::: DATA TO EXAMINE

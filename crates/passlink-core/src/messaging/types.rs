use crate::domain::{ChatId, ChatKind, UserId};

/// Transport-neutral incoming update.
///
/// Telegram-specific fields stay in the Telegram adapter.
#[derive(Clone, Debug)]
pub enum IncomingUpdate {
    Command(Command),
    Text(TextMessage),
    Callback(CallbackQuery),
}

#[derive(Clone, Debug)]
pub struct Command {
    pub chat_id: ChatId,
    pub chat_kind: ChatKind,
    pub user_id: Option<UserId>,
    /// Full message text, including the leading `/`.
    pub text: String,
}

#[derive(Clone, Debug)]
pub struct TextMessage {
    pub chat_id: ChatId,
    pub chat_kind: ChatKind,
    pub user_id: Option<UserId>,
    pub text: String,
}

#[derive(Clone, Debug)]
pub struct CallbackQuery {
    pub callback_id: String,
    pub chat_id: ChatId,
    pub chat_kind: ChatKind,
    pub user_id: UserId,
    pub data: String,
}

/// What pressing a button does.
#[derive(Clone, Debug, PartialEq, Eq)]
pub enum ButtonAction {
    Url(String),
    Callback(String),
}

#[derive(Clone, Debug, PartialEq, Eq)]
pub struct InlineButton {
    pub label: String,
    pub action: ButtonAction,
}

impl InlineButton {
    pub fn url(label: impl Into<String>, url: impl Into<String>) -> Self {
        Self {
            label: label.into(),
            action: ButtonAction::Url(url.into()),
        }
    }

    pub fn callback(label: impl Into<String>, data: impl Into<String>) -> Self {
        Self {
            label: label.into(),
            action: ButtonAction::Callback(data.into()),
        }
    }
}

/// Inline keyboard, laid out row by row.
#[derive(Clone, Debug, Default, PartialEq, Eq)]
pub struct InlineKeyboard {
    pub rows: Vec<Vec<InlineButton>>,
}

impl InlineKeyboard {
    pub fn new(rows: Vec<Vec<InlineButton>>) -> Self {
        Self { rows }
    }

    pub fn single(button: InlineButton) -> Self {
        Self {
            rows: vec![vec![button]],
        }
    }

    pub fn buttons(&self) -> impl Iterator<Item = &InlineButton> {
        self.rows.iter().flatten()
    }
}

/// Limits of a messenger implementation.
#[derive(Clone, Copy, Debug)]
pub struct MessagingCapabilities {
    pub max_message_len: usize,
}
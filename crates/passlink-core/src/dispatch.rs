//! Command router: turns incoming updates into gate checks, conversation
//! turns and replies.

use std::sync::Arc;

use futures::StreamExt;

use crate::{
    config::Config,
    conversation::{ConversationMachine, Flow, Outcome, Prompt},
    domain::{ChatId, UserId},
    errors::{StoreError, TurnError},
    formatting::{escape_html, escape_html_chunks, pack_lines},
    membership::MembershipGate,
    messaging::{
        port::MessagingPort,
        types::{CallbackQuery, Command, IncomingUpdate, InlineButton, InlineKeyboard, TextMessage},
    },
    store::RecordStore,
    Result,
};

const PRIVATE_ONLY: &str = "This bot can only be used in private messages.";
const PM_REDIRECT: &str = "Send this in PM, please!";
const WELCOME: &str = "Welcome! Please choose below:";
const JOIN_REQUIRED: &str =
    "You must join our channel to use this bot. Please click the button below to join:";
const JOIN_REQUIRED_NO_LINK: &str = "You must join our channel to use this bot.";
const HELP: &str = "This bot provides the following functionalities:\n\
1. <b>Download</b>: get a link by entering its passkey (requires validation).\n\
2. <b>Upload</b>: store a link behind a passkey (requires validation).\n\
3. <b>Help</b>: show this message.";

const PROMPT_LINK: &str = "Please send the link you want to upload.";
const PROMPT_UPLOAD_PASSKEY: &str = "Please send the passkey for the link.";
const PROMPT_DOWNLOAD_PASSKEY: &str = "Please enter the passkey to download the link.";
const SAVED: &str = "Link and passkey have been saved to the database.";

const NOT_AUTHORIZED: &str = "You are not authorized to use this command.";
const SAVE_FAILED: &str = "Failed to save link and passkey. Please try again.";
const READ_FAILED: &str = "Could not reach the database. Please try again.";
const INVALID_PASSKEY: &str = "Invalid passkey. Please try again.";
const UNEXPECTED: &str = "An unexpected error occurred. Please try again.";

const LIST_HEADER: &str = "<b>Entries in the database:</b>";
const LIST_EMPTY: &str = "No entries in the database.";
const LIST_FAILED: &str = "Error retrieving entries from the database.";

/// Slash-commands the bot understands.
#[derive(Clone, Copy, Debug, PartialEq, Eq)]
pub enum BotCommand {
    Start,
    ListEntries,
}

impl BotCommand {
    /// `None` for anything that is not one of ours; such text is routed as a
    /// plain message.
    pub fn parse(text: &str) -> Option<Self> {
        let (name, _args) = parse_command(text)?;
        match name.as_str() {
            "start" => Some(BotCommand::Start),
            "db" => Some(BotCommand::ListEntries),
            _ => None,
        }
    }
}

fn parse_command(text: &str) -> Option<(String, String)> {
    // Telegram may send `/cmd@botname arg1 ...`
    let text = text.trim();
    if !text.starts_with('/') {
        return None;
    }
    let mut parts = text.splitn(2, char::is_whitespace);
    let first = parts.next().unwrap_or("").trim();
    let rest = parts.next().unwrap_or("").trim().to_string();

    let cmd = first
        .trim_start_matches('/')
        .split('@')
        .next()
        .unwrap_or("")
        .to_lowercase();

    if cmd.is_empty() {
        return None;
    }
    Some((cmd, rest))
}

/// Main menu buttons and their callback tokens.
#[derive(Clone, Copy, Debug, PartialEq, Eq)]
pub enum MenuAction {
    Download,
    Upload,
    Help,
}

impl MenuAction {
    pub fn token(self) -> &'static str {
        match self {
            MenuAction::Download => "download",
            MenuAction::Upload => "upload",
            MenuAction::Help => "help",
        }
    }

    pub fn label(self) -> &'static str {
        match self {
            MenuAction::Download => "Download",
            MenuAction::Upload => "Upload",
            MenuAction::Help => "Help",
        }
    }

    pub fn from_token(token: &str) -> Option<Self> {
        [MenuAction::Download, MenuAction::Upload, MenuAction::Help]
            .into_iter()
            .find(|a| a.token() == token)
    }

    fn button(self) -> InlineButton {
        InlineButton::callback(self.label(), self.token())
    }
}

fn main_menu() -> InlineKeyboard {
    InlineKeyboard::new(vec![
        vec![MenuAction::Download.button(), MenuAction::Upload.button()],
        vec![MenuAction::Help.button()],
    ])
}

#[derive(Clone, Debug)]
pub struct RouterSettings {
    pub admin_user_id: UserId,
    pub join_channel_url: Option<String>,
    /// Used to build the `t.me/<bot>?start=private` redirect.
    pub bot_username: String,
    pub safe_message_len: usize,
}

impl RouterSettings {
    pub fn from_config(cfg: &Config, bot_username: impl Into<String>) -> Self {
        Self {
            admin_user_id: cfg.admin_user_id,
            join_channel_url: cfg.join_channel_url.clone(),
            bot_username: bot_username.into(),
            safe_message_len: cfg.telegram_safe_limit,
        }
    }
}

pub struct CommandRouter {
    settings: RouterSettings,
    gate: MembershipGate,
    machine: ConversationMachine,
    records: Arc<dyn RecordStore>,
    messenger: Arc<dyn MessagingPort>,
}

impl CommandRouter {
    pub fn new(
        settings: RouterSettings,
        gate: MembershipGate,
        machine: ConversationMachine,
        records: Arc<dyn RecordStore>,
        messenger: Arc<dyn MessagingPort>,
    ) -> Self {
        Self {
            settings,
            gate,
            machine,
            records,
            messenger,
        }
    }

    pub fn machine(&self) -> &ConversationMachine {
        &self.machine
    }

    pub async fn handle(&self, update: IncomingUpdate) -> Result<()> {
        match update {
            IncomingUpdate::Command(cmd) => self.on_command(cmd).await,
            IncomingUpdate::Text(msg) => self.on_text(msg).await,
            IncomingUpdate::Callback(q) => self.on_callback(q).await,
        }
    }

    pub async fn on_command(&self, cmd: Command) -> Result<()> {
        match BotCommand::parse(&cmd.text) {
            Some(BotCommand::Start) => self.start(cmd).await,
            Some(BotCommand::ListEntries) => self.list_entries(cmd).await,
            None => {
                self.on_text(TextMessage {
                    chat_id: cmd.chat_id,
                    chat_kind: cmd.chat_kind,
                    user_id: cmd.user_id,
                    text: cmd.text,
                })
                .await
            }
        }
    }

    pub async fn on_callback(&self, q: CallbackQuery) -> Result<()> {
        // Always answer so the client stops its spinner.
        if let Err(e) = self.messenger.answer_callback_query(&q.callback_id, None).await {
            tracing::warn!(error = %e, "failed to answer callback query");
        }

        if !q.chat_kind.is_private() {
            return self.send(q.chat_id, PRIVATE_ONLY).await;
        }

        let Some(action) = MenuAction::from_token(&q.data) else {
            tracing::debug!(chat = q.chat_id.0, "ignoring unknown callback token");
            return Ok(());
        };

        let flow = match action {
            MenuAction::Help => return self.send(q.chat_id, HELP).await,
            MenuAction::Download => Flow::Download,
            MenuAction::Upload => Flow::Upload,
        };

        // Menus outlive membership; check again before entering a flow.
        if !self.gate.is_member(q.user_id).await {
            return self.send_join_prompt(q.chat_id).await;
        }

        let result = self.machine.select(q.chat_id, flow).await;
        self.reply(q.chat_id, result).await
    }

    pub async fn on_text(&self, msg: TextMessage) -> Result<()> {
        if !msg.chat_kind.is_private() {
            return self.send(msg.chat_id, PRIVATE_ONLY).await;
        }

        let result = self.machine.on_text(msg.chat_id, &msg.text).await;
        self.reply(msg.chat_id, result).await
    }

    async fn start(&self, cmd: Command) -> Result<()> {
        if !cmd.chat_kind.is_private() {
            let url = format!(
                "https://t.me/{}?start=private",
                self.settings.bot_username.trim_start_matches('@')
            );
            self.messenger
                .send_inline_keyboard(
                    cmd.chat_id,
                    PM_REDIRECT,
                    InlineKeyboard::single(InlineButton::url("Start", url)),
                )
                .await?;
            return Ok(());
        }

        let is_member = match cmd.user_id {
            Some(user) => self.gate.is_member(user).await,
            None => false,
        };
        if !is_member {
            return self.send_join_prompt(cmd.chat_id).await;
        }

        self.messenger
            .send_inline_keyboard(cmd.chat_id, WELCOME, main_menu())
            .await?;
        Ok(())
    }

    async fn list_entries(&self, cmd: Command) -> Result<()> {
        if !cmd.chat_kind.is_private() {
            return self.send(cmd.chat_id, PRIVATE_ONLY).await;
        }
        if cmd.user_id != Some(self.settings.admin_user_id) {
            tracing::warn!(chat = cmd.chat_id.0, user = ?cmd.user_id.map(|u| u.0), "refused entry listing");
            return self
                .reply(cmd.chat_id, Err(TurnError::AuthorizationDenied))
                .await;
        }

        let limit = self
            .settings
            .safe_message_len
            .min(self.messenger.capabilities().max_message_len)
            .max(64);

        let mut records = self.records.list_all();
        let mut pending = vec![LIST_HEADER.to_string()];
        let mut pending_len = LIST_HEADER.len();
        let mut count = 0usize;

        while let Some(item) = records.next().await {
            let record = match item {
                Ok(record) => record,
                Err(e) => {
                    tracing::error!(error = %e, listed = count, "entry listing failed");
                    return self.send(cmd.chat_id, LIST_FAILED).await;
                }
            };
            count += 1;

            // Escaped piece by piece so an over-long entry is never cut inside
            // an entity.
            let line = format!("Link: {}, Passkey: {}", record.link, record.passkey);
            for piece in escape_html_chunks(&line, limit) {
                if pending_len + piece.len() + 1 > limit {
                    self.send_chunks(cmd.chat_id, std::mem::take(&mut pending), limit)
                        .await?;
                    pending_len = 0;
                }
                pending_len += piece.len() + 1;
                pending.push(piece);
            }
        }

        if count == 0 {
            return self.send(cmd.chat_id, LIST_EMPTY).await;
        }
        tracing::info!(chat = cmd.chat_id.0, entries = count, "listed entries");
        self.send_chunks(cmd.chat_id, pending, limit).await
    }

    async fn send_join_prompt(&self, chat_id: ChatId) -> Result<()> {
        match &self.settings.join_channel_url {
            Some(url) => {
                self.messenger
                    .send_inline_keyboard(
                        chat_id,
                        JOIN_REQUIRED,
                        InlineKeyboard::single(InlineButton::url("Join Channel", url.clone())),
                    )
                    .await?;
                Ok(())
            }
            None => self.send(chat_id, JOIN_REQUIRED_NO_LINK).await,
        }
    }

    async fn reply(&self, chat_id: ChatId, result: std::result::Result<Outcome, TurnError>) -> Result<()> {
        let text = match result {
            Ok(Outcome::Ignored) => return Ok(()),
            Ok(Outcome::Prompted(Prompt::Link)) => PROMPT_LINK.to_string(),
            Ok(Outcome::Prompted(Prompt::UploadPasskey)) => PROMPT_UPLOAD_PASSKEY.to_string(),
            Ok(Outcome::Prompted(Prompt::DownloadPasskey)) => PROMPT_DOWNLOAD_PASSKEY.to_string(),
            Ok(Outcome::Saved(_)) => SAVED.to_string(),
            Ok(Outcome::Found(record)) => {
                format!("Here is your download link: {}", escape_html(&record.link))
            }
            Err(err) => error_text(&err).to_string(),
        };
        self.send(chat_id, &text).await
    }

    async fn send_chunks(&self, chat_id: ChatId, lines: Vec<String>, limit: usize) -> Result<()> {
        for chunk in pack_lines(lines, limit) {
            self.send(chat_id, &chunk).await?;
        }
        Ok(())
    }

    async fn send(&self, chat_id: ChatId, html: &str) -> Result<()> {
        self.messenger.send_html(chat_id, html).await?;
        Ok(())
    }
}

fn error_text(err: &TurnError) -> &'static str {
    match err {
        TurnError::AuthorizationDenied => NOT_AUTHORIZED,
        TurnError::Store(StoreError::WriteFailed(_)) => SAVE_FAILED,
        TurnError::Store(StoreError::ReadFailed(_)) => READ_FAILED,
        TurnError::Store(StoreError::Corrupt(_)) => UNEXPECTED,
        TurnError::NotFound => INVALID_PASSKEY,
        TurnError::MalformedState(_) => UNEXPECTED,
    }
}
//! Record store port and the in-memory adapter.

use async_trait::async_trait;
use futures::stream::{self, BoxStream, StreamExt};
use tokio::sync::Mutex;

use crate::{
    domain::{LinkRecord, RecordId},
    errors::{StoreError, StoreResult},
};

/// Durable passkey → link mapping.
///
/// Inserts are unconditional: several records may share a passkey, and
/// lookups must then return the earliest inserted one.
#[async_trait]
pub trait RecordStore: Send + Sync {
    async fn insert(&self, record: LinkRecord) -> StoreResult<RecordId>;

    /// `Ok(None)` when no record carries `passkey`.
    async fn find_by_passkey(&self, passkey: &str) -> StoreResult<Option<LinkRecord>>;

    /// Every record in insertion order. Each call starts a fresh scan.
    fn list_all(&self) -> BoxStream<'_, StoreResult<LinkRecord>>;
}

/// Process-local record store, used in tests and as a scratch backend.
#[derive(Default)]
pub struct MemoryRecordStore {
    records: Mutex<Vec<LinkRecord>>,
}

impl MemoryRecordStore {
    pub fn new() -> Self {
        Self::default()
    }

    pub async fn len(&self) -> usize {
        self.records.lock().await.len()
    }

    pub async fn is_empty(&self) -> bool {
        self.len().await == 0
    }
}

#[async_trait]
impl RecordStore for MemoryRecordStore {
    async fn insert(&self, record: LinkRecord) -> StoreResult<RecordId> {
        let mut records = self.records.lock().await;
        records.push(record);
        let id = i64::try_from(records.len())
            .map_err(|_| StoreError::WriteFailed("record id overflow".to_string()))?;
        Ok(RecordId(id))
    }

    async fn find_by_passkey(&self, passkey: &str) -> StoreResult<Option<LinkRecord>> {
        let records = self.records.lock().await;
        Ok(records.iter().find(|r| r.passkey == passkey).cloned())
    }

    fn list_all(&self) -> BoxStream<'_, StoreResult<LinkRecord>> {
        stream::once(async move { self.records.lock().await.clone() })
            .flat_map(|records| stream::iter(records.into_iter().map(Ok)))
            .boxed()
    }
}
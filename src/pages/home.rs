use yew::prelude::*;
use web_sys::{HtmlInputElement, HtmlTextAreaElement, SubmitEvent};
use log::info;
use chrono::Datelike;

use crate::components::cards::{InfoCard, ServiceCard, Stat};
use crate::components::section::Section;
use crate::config;
use crate::enquiry::Enquiry;

// Public assets
const LOGO: &str = "/assets/AXYCAD-2.1.png";
const REEL_VIDEO: &str = "/assets/reel-of-the-day.mp4";
const COMMUNITY_IMAGE: &str = "/assets/building-hope.png";

const INTRO_VIDEO: &str = "/videos/segment-1-construction-changing.mp4";
const BLUEPRINT_VIDEO: &str = "/videos/segment-2-data-blueprint.mp4";
const ESTIMATING_VIDEO: &str = "/videos/segment-3-ai-estimating.mp4";
const PLANNING_VIDEO: &str = "/videos/segment-4-4d-5d-planning.mp4";
const ECI_VIDEO: &str = "/videos/segment-5-eci.mp4";

const STATS: [(&str, &str); 3] = [
    ("£40m+", "Projects supported"),
    ("30+", "Projects Involved"),
    ("15% avg", "Bid savings found"),
];

const SERVICES: [(&str, [&str; 4]); 7] = [
    (
        "Estimating & Take-Offs",
        [
            "Fully measured BoQs (CESMM / NRM / client formats)",
            "2D/3D take-offs from IFC/CAD/BIM",
            "Package scoping, supplier enquiries & benchmarked rates",
            "Tender adjudications and value-engineering notes",
        ],
    ),
    (
        "Bid Writing & Strategy",
        [
            "Compelling method statements and win themes",
            "Social value, carbon & quality submissions",
            "Prelims build-ups, risk registers & programme narratives",
            "Client interview coaching and decks",
        ],
    ),
    (
        "Early Contractual Involvement (ECI)",
        [
            "Constructability & phasing reviews",
            "RFI/TQ management and change strategy (NEC/JCT)",
            "Temporary works concepts & optioneering",
            "Logistics and stakeholder modelling",
        ],
    ),
    (
        "Temporary Works Design",
        [
            "Formwork, falsework, propping & access",
            "Cranage studies and equipment selection (BS7121)",
            "Foundations, excavation support & working platforms",
            "Category 1–3 checks with independent reviewers",
        ],
    ),
    (
        "4D/5D Programme Development",
        [
            "P6 / MS Project / Synchro Pro baselines",
            "Linked cost/time (5D) with cashflow curves",
            "Progress tracking dashboards & EVM",
            "Scenario modelling and risk allowances",
        ],
    ),
    (
        "FRC Construction & Groundworks",
        [
            "Rafts, walls, cores, capping beams & abutments",
            "Earthworks, drainage, utilities and RC frames",
            "Methodology, TWD/TMP and ITP roll-out",
            "Self-delivery crews and specialist partners",
        ],
    ),
    (
        "Quality, Engineering & Handover",
        [
            "ITPs, checklists, test plans & records",
            "Survey control, setting-out, as-builts & redlines",
            "O&M compilation, asset data and COBie",
            "Digital handover rooms with structured metadata",
        ],
    ),
];
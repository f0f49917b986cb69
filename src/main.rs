use yew::prelude::*;
use yew_router::prelude::*;
use log::{info, Level};
use web_sys::MouseEvent;
use wasm_bindgen::closure::Closure;
use wasm_bindgen::JsCast;

mod config;
mod enquiry;
mod nav;
mod components {
    pub mod cards;
    pub mod section;
}
mod pages {
    pub mod home;
}

use pages::home::Home;

#[derive(Clone, Routable, PartialEq)]
pub enum Route {
    #[at("/")]
    Home,
    #[not_found]
    #[at("/404")]
    NotFound,
}

fn switch(routes: Route) -> Html {
    match routes {
        Route::Home => {
            info!("Rendering Home page");
            html! { <Home /> }
        }
        Route::NotFound => {
            info!("Rendering NotFound page");
            html! {
                <div class="not-found">
                    <h1>{"Page not found"}</h1>
                    <a href="/" class="nav-link">{"Back to the homepage"}</a>
                </div>
            }
        }
    }
}

const NAV_LINKS: [(&str, &str); 7] = [
    ("#services", "Services"),
    ("#programmes", "Planning"),
    ("#quality", "Quality"),
    ("#accreditations", "Compliance"),
    ("#case-studies", "Projects"),
    ("#community", "Community"),
    ("#contact", "Contact"),
];

#[function_component(Nav)]
pub fn nav_bar() -> Html {
    let menu_open = use_state(|| false);
    let is_scrolled = use_state(|| false);

    {
        let is_scrolled = is_scrolled.clone();
        use_effect_with_deps(move |_| {
            let window = web_sys::window().unwrap();
            let document = window.document().unwrap();

            let scroll_callback = Closure::wrap(Box::new(move || {
                let scroll_top = document.document_element().unwrap().scroll_top();
                is_scrolled.set(nav::is_elevated(scroll_top));
            }) as Box<dyn FnMut()>);

            window.add_event_listener_with_callback("scroll", scroll_callback.as_ref().unchecked_ref())
                .unwrap();

            move || {
                window.remove_event_listener_with_callback("scroll", scroll_callback.as_ref().unchecked_ref())
                    .unwrap();
            }
        }, ());
    }

    let toggle_menu = {
        let menu_open = menu_open.clone();
        Callback::from(move |e: MouseEvent| {
            e.prevent_default();
            menu_open.set(!*menu_open);
        })
    };

    // No prevent_default here: the anchor still has to scroll to its section.
    let close_menu = {
        let menu_open = menu_open.clone();
        Callback::from(move |_: MouseEvent| {
            menu_open.set(false);
        })
    };

    let menu_class = if *menu_open {
        "nav-right mobile-menu-open"
    } else {
        "nav-right"
    };

    html! {
        <nav class={classes!("top-nav", (*is_scrolled).then(|| "scrolled"))}>
            <div class="nav-content">
                <a href="#top" class="nav-logo" aria-label="AXYCAD home">
                    <img src="/assets/AXYCAD-2.1.png" alt="AXYCAD Logo" />
                    <span class="nav-tagline">{"Integrated Construction Solutions"}</span>
                </a>

                <button class="burger-menu" onclick={toggle_menu}>
                    <span></span>
                    <span></span>
                    <span></span>
                </button>
                <div class={menu_class}>
                    {
                        NAV_LINKS.iter().map(|(href, label)| {
                            html! {
                                <div onclick={close_menu.clone()}>
                                    <a href={*href} class="nav-link">{*label}</a>
                                </div>
                            }
                        }).collect::<Html>()
                    }
                    <div onclick={close_menu.clone()}>
                        <a href="#contact" class="nav-cta">{"Start a Project"}</a>
                    </div>
                </div>
            </div>
        </nav>
    }
}

#[function_component]
fn App() -> Html {
    html! {
        <BrowserRouter>
            <Nav />
            <Switch<Route> render={switch} />
        </BrowserRouter>
    }
}

fn main() {
    // Initialize console error panic hook for better error messages
    console_error_panic_hook::set_once();

    // Initialize logging
    console_log::init_with_level(Level::Info).expect("error initializing log");

    info!("Starting application");
    yew::Renderer::<App>::new().render();
}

::::::

EXERCISE GOAL: Among the lines above, find the one with "use futures::StreamExt;" and the one with "this bot. Please". Quote both and everything between them, exactly.

OUTPUT:
use futures::StreamExt;

use crate::{
    config::Config,
    conversation::{ConversationMachine, Flow, Outcome, Prompt},
    domain::{ChatId, UserId},
    errors::{StoreError, TurnError},
    formatting::{escape_html, escape_html_chunks, pack_lines},
    membership::MembershipGate,
    messaging::{
        port::MessagingPort,
        types::{CallbackQuery, Command, IncomingUpdate, InlineButton, InlineKeyboard, TextMessage},
    },
    store::RecordStore,
    Result,
};

const PRIVATE_ONLY: &str = "This bot can only be used in private messages.";
const PM_REDIRECT: &str = "Send this in PM, please!";
const WELCOME: &str = "Welcome! Please choose below:";
const JOIN_REQUIRED: &str =
    "You must join our channel to use this bot. Please click the button below to join:";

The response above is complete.